Show every line of the records below that contains the word "KeyPattern".

*Exercise data*:
+-------+

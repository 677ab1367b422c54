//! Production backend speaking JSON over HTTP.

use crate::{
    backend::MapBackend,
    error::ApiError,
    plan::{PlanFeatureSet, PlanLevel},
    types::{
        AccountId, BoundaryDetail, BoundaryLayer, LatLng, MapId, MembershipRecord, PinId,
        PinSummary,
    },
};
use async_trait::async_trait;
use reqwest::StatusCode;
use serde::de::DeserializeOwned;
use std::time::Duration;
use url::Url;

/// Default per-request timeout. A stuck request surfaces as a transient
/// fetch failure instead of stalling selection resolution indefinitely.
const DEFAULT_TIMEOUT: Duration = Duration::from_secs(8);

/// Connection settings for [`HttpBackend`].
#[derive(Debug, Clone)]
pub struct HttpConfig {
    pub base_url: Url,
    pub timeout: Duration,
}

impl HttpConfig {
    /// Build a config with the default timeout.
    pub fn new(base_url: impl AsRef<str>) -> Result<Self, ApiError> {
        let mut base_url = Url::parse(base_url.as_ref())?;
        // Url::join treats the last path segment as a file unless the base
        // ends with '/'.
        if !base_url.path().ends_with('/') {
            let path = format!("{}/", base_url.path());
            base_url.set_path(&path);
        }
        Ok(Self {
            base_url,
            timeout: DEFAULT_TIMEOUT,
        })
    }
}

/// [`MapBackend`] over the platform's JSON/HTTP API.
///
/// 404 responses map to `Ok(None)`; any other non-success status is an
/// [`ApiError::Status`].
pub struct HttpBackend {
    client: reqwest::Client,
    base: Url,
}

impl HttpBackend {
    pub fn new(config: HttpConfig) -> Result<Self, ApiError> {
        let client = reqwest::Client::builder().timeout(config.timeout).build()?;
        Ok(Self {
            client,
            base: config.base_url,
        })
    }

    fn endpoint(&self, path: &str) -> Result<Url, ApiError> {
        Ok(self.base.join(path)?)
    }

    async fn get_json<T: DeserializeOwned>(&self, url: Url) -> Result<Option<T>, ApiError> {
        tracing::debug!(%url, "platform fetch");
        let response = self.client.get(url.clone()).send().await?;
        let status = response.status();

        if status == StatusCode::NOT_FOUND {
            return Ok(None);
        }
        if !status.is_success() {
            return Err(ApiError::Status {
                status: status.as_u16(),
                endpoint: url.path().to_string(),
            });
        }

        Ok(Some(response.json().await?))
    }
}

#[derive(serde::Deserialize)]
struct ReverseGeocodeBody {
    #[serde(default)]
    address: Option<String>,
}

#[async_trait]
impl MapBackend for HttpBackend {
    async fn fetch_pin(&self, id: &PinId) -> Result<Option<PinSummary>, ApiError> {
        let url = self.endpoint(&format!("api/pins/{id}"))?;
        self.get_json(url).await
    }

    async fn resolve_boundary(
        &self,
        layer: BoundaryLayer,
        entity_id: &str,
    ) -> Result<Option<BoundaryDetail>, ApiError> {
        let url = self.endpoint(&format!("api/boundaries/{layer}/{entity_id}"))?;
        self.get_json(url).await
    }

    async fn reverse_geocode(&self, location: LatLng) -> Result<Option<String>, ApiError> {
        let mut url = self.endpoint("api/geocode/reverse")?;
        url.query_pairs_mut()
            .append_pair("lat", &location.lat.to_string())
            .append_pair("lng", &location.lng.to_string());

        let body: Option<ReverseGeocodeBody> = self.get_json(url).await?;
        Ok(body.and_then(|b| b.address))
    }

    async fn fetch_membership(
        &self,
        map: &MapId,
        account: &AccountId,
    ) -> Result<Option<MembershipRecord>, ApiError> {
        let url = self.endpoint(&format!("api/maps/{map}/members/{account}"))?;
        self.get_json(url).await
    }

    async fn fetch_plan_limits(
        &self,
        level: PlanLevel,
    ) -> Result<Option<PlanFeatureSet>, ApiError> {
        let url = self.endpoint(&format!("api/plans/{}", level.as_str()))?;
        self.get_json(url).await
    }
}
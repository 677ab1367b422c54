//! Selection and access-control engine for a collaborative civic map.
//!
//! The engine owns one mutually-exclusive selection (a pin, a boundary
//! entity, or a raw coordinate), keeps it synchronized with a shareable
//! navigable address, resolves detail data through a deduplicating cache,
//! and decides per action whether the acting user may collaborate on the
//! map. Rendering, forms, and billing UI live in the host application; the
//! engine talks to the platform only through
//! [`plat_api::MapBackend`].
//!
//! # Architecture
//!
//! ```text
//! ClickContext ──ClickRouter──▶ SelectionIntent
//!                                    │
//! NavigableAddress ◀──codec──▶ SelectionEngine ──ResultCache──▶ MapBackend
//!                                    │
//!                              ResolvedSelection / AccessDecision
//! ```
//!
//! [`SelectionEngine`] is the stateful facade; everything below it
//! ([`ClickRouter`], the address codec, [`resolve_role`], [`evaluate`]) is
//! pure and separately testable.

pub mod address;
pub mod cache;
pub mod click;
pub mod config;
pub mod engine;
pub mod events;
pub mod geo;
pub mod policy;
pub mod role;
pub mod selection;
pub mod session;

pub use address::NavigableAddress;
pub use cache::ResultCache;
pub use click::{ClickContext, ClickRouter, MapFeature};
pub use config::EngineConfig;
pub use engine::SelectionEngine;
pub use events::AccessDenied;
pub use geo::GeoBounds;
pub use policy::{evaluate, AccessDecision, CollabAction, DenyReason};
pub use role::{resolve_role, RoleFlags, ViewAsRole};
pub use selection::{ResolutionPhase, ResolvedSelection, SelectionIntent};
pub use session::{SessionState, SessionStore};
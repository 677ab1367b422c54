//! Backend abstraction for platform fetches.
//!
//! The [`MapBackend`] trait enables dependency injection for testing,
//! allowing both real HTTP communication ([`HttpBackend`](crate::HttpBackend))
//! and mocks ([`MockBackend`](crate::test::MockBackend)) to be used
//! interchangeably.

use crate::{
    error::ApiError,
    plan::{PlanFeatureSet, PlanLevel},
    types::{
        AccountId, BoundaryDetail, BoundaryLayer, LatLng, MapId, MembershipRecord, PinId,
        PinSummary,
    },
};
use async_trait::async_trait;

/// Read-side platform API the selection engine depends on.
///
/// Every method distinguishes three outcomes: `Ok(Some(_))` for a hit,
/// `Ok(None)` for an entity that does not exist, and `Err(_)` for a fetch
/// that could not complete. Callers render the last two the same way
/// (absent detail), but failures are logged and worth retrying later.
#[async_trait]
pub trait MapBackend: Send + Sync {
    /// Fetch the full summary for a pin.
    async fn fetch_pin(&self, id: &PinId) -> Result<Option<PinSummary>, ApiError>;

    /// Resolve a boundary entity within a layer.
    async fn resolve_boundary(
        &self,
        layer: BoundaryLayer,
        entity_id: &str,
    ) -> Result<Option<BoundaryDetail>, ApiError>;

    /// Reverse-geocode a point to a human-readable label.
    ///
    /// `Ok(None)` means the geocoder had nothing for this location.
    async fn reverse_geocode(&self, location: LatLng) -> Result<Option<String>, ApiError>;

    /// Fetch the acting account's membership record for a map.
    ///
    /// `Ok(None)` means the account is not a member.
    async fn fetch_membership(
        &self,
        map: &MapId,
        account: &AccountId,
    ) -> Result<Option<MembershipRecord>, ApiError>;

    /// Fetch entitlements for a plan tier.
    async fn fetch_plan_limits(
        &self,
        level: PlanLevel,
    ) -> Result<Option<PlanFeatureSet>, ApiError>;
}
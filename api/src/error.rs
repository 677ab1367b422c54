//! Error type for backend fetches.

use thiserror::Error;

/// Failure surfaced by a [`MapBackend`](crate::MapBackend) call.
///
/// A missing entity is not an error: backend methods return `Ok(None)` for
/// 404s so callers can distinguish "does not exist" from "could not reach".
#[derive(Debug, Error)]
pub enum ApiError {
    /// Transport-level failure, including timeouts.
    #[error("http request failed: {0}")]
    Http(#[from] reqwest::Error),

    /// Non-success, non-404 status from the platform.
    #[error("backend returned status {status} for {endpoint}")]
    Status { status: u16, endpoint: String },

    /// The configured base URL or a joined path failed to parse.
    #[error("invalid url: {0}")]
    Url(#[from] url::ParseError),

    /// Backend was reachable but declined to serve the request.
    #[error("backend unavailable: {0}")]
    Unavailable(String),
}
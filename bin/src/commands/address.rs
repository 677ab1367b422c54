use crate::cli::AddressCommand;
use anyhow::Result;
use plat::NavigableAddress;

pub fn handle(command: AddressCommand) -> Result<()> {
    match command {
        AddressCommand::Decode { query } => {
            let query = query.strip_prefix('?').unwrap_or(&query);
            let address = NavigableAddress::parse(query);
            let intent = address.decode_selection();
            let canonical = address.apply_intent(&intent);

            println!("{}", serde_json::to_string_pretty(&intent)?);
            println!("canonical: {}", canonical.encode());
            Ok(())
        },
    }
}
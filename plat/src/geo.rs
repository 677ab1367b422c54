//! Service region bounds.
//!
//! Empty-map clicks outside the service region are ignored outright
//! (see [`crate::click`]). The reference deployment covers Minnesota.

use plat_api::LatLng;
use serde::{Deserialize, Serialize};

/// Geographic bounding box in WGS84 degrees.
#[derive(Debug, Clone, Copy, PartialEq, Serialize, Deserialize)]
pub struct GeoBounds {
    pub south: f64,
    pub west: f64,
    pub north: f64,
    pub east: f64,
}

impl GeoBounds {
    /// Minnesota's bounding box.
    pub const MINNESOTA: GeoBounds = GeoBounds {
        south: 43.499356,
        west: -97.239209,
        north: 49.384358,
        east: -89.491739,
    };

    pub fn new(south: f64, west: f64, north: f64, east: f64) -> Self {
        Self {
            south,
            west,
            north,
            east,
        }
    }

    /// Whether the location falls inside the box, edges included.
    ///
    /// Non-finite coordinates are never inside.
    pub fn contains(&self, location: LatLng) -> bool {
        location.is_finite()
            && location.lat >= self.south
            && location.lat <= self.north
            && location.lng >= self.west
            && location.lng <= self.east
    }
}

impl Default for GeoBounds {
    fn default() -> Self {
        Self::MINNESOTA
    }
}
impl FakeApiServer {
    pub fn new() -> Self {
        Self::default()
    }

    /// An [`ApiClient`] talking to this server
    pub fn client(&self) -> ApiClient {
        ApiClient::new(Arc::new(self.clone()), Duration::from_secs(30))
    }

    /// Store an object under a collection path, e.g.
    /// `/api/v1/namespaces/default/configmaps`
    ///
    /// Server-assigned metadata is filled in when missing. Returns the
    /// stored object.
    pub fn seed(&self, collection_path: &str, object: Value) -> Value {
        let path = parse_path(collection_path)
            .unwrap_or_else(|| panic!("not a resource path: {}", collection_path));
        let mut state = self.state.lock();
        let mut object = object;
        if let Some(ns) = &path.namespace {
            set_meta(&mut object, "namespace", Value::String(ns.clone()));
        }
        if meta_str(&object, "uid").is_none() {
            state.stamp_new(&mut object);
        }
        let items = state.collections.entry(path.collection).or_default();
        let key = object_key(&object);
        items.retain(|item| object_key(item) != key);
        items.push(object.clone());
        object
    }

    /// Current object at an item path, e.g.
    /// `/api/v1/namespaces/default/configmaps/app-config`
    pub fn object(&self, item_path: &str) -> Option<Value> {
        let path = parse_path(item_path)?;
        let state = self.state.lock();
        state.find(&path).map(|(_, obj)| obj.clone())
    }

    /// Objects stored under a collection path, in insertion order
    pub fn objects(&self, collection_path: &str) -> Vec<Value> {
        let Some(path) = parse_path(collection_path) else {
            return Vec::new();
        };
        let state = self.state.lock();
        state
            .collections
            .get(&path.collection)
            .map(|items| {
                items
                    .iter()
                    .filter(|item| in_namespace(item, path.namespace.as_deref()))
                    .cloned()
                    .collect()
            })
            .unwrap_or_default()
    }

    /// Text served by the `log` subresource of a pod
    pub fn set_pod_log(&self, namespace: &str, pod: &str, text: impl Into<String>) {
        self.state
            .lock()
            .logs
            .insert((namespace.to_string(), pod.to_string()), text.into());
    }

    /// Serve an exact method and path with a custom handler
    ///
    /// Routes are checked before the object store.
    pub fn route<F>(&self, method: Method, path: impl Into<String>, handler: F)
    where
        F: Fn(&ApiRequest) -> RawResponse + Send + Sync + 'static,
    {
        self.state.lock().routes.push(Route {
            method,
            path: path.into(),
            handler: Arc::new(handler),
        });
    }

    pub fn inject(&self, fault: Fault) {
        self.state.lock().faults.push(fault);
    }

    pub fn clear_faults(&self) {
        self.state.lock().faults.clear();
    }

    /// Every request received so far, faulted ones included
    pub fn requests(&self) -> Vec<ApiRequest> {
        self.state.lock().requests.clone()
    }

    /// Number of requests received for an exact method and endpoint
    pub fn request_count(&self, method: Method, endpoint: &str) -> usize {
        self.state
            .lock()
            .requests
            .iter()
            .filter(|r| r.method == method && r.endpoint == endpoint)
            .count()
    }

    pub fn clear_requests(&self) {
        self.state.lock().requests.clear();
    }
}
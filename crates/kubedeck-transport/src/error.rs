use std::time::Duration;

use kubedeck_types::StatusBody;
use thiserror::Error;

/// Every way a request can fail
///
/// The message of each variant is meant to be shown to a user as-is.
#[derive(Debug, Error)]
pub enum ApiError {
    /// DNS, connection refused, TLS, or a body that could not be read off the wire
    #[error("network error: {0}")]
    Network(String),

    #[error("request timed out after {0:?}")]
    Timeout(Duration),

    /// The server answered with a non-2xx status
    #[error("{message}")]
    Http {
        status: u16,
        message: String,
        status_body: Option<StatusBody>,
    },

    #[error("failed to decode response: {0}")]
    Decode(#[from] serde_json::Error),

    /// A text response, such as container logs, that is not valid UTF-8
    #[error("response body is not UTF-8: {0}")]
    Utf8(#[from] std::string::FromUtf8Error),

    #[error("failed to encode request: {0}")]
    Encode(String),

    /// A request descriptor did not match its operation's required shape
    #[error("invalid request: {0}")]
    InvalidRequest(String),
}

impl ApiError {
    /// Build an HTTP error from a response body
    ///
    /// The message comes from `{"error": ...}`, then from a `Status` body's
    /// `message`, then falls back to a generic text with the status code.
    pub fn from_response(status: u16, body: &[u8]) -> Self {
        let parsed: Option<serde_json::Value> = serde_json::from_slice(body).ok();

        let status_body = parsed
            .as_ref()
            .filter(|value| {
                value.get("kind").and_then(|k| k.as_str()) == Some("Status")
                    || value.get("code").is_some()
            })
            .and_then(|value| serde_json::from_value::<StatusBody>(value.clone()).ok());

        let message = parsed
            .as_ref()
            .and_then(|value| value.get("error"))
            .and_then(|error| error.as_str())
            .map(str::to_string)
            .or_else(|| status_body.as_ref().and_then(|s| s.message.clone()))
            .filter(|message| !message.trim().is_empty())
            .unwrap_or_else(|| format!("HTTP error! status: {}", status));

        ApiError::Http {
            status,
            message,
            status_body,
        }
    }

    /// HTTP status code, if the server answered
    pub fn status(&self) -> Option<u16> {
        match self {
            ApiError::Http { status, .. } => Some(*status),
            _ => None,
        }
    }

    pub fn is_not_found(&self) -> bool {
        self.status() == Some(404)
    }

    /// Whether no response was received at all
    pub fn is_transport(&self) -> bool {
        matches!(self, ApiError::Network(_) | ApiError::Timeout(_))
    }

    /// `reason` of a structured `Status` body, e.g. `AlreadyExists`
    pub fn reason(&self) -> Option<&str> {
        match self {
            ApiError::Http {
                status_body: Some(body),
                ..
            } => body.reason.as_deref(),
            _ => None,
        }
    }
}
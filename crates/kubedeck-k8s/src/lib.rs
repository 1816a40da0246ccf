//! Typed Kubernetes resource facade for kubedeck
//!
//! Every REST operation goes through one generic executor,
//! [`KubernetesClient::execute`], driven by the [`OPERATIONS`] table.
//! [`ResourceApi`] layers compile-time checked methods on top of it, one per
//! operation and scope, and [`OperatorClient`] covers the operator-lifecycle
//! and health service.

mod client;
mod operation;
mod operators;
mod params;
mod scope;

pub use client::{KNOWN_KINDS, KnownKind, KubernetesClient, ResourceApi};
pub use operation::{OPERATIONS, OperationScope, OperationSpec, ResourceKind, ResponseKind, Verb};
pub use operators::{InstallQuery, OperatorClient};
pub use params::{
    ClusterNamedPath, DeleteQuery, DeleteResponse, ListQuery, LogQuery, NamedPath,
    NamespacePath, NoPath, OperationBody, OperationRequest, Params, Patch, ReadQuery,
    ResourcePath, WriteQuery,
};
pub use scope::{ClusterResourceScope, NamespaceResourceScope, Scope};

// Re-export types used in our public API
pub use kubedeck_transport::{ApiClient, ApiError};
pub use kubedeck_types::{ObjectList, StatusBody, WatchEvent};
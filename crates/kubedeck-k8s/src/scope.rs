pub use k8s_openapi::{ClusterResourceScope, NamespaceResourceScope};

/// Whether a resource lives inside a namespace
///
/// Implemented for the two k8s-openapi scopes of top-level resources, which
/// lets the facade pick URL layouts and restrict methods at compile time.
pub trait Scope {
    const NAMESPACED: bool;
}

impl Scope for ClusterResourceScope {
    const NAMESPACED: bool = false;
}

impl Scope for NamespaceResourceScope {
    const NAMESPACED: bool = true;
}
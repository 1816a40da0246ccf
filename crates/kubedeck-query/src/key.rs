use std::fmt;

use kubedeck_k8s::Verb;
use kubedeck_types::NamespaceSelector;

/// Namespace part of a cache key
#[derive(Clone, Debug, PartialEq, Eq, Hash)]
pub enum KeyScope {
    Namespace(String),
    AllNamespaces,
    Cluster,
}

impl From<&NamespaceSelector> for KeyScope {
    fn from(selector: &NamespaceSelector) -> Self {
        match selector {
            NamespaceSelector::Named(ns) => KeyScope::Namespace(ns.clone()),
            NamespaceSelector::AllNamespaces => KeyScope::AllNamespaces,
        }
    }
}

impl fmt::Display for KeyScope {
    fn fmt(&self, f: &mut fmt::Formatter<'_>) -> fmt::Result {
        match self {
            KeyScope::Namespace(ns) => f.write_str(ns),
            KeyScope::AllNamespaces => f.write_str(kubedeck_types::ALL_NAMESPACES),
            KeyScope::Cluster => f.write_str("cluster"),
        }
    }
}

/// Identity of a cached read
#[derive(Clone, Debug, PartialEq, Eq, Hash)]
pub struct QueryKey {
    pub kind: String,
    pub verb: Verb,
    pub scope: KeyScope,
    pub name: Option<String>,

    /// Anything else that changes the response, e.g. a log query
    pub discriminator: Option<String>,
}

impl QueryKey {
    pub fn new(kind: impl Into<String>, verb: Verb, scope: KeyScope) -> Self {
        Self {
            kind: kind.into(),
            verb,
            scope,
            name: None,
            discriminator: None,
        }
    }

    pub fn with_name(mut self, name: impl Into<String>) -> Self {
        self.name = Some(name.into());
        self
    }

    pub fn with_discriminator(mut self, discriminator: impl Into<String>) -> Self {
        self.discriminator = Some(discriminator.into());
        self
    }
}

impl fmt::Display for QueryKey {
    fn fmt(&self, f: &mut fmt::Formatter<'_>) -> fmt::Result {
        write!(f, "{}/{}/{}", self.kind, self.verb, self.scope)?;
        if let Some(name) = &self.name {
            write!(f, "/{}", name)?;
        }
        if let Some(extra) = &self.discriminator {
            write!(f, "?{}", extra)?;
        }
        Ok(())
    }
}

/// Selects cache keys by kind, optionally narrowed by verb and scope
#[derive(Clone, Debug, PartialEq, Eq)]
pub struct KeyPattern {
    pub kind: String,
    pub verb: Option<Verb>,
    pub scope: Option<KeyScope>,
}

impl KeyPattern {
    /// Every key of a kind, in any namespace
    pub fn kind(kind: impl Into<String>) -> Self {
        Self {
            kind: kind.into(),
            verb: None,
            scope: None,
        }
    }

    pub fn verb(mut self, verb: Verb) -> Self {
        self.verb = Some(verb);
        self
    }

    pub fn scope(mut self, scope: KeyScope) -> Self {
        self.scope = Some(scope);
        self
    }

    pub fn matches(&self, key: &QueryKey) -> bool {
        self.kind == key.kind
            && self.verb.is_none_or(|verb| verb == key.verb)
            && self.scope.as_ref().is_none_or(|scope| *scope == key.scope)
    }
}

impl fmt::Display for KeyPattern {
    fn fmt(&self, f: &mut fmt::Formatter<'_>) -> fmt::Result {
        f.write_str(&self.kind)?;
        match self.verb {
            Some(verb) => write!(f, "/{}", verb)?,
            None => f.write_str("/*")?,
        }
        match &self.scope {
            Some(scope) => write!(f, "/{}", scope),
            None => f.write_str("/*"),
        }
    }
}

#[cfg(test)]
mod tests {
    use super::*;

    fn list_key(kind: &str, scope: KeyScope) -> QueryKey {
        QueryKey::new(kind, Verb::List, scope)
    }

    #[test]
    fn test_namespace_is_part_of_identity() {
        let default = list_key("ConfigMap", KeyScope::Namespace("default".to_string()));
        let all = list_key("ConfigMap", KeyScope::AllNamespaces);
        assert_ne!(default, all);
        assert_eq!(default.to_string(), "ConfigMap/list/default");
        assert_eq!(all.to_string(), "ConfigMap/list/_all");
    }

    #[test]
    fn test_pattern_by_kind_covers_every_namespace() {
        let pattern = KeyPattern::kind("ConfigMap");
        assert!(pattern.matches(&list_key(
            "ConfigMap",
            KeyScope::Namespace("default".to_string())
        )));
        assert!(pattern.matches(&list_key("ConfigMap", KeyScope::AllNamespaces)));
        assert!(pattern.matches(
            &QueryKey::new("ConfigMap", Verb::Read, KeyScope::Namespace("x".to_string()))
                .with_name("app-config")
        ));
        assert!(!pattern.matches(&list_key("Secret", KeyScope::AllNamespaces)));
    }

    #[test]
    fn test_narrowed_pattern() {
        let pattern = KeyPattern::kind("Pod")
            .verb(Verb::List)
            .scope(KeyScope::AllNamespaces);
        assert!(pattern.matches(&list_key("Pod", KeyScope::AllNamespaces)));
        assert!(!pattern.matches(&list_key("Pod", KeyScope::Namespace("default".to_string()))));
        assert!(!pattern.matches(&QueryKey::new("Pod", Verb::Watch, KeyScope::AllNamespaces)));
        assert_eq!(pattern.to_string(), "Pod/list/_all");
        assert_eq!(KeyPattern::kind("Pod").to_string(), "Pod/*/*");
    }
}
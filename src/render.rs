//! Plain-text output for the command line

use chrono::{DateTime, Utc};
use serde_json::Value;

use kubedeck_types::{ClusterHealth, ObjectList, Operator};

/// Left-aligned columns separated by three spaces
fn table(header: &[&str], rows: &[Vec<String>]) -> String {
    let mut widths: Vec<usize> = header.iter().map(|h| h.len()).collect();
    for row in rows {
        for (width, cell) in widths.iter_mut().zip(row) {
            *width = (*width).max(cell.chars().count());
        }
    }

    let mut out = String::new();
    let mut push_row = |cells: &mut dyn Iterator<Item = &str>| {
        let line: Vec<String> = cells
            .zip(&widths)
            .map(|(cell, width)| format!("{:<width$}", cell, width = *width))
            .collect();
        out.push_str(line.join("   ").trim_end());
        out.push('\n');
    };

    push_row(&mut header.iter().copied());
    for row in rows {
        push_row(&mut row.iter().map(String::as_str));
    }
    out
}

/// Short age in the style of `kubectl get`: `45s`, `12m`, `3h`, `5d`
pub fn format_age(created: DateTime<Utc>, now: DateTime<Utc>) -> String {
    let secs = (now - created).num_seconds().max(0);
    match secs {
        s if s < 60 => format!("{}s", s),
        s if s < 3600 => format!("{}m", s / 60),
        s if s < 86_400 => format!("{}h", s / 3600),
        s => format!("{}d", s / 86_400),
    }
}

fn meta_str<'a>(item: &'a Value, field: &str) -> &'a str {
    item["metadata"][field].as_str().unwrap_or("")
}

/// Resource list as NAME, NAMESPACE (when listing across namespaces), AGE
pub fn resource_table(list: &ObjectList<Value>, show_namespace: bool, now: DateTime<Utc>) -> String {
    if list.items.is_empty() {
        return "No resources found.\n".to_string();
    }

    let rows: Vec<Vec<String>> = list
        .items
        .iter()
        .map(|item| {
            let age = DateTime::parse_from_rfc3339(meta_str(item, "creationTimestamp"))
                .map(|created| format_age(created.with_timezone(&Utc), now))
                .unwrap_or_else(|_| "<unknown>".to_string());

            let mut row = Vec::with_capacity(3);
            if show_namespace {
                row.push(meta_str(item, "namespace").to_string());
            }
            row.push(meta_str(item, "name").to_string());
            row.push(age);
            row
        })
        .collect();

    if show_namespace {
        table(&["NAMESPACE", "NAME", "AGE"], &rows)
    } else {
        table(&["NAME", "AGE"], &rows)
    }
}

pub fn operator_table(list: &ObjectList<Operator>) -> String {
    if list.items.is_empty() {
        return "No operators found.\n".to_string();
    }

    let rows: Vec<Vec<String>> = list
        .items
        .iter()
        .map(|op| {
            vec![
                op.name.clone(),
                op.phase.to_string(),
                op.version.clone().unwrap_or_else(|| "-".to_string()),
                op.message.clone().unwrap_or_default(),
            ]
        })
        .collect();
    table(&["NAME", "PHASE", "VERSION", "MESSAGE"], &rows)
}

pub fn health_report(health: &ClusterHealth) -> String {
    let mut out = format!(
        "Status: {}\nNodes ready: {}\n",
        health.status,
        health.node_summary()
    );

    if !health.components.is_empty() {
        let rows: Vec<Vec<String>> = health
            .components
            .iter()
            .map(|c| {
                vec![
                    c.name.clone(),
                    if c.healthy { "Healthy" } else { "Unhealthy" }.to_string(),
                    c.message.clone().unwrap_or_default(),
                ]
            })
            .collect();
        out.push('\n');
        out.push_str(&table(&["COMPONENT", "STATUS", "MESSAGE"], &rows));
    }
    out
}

+-------+

*Final answer*:
pub struct KeyPattern {
impl KeyPattern {
impl fmt::Display for KeyPattern {
        let pattern = KeyPattern::kind("ConfigMap");
        let pattern = KeyPattern::kind("Pod")
        assert_eq!(KeyPattern::kind("Pod").to_string(), "Pod/*/*");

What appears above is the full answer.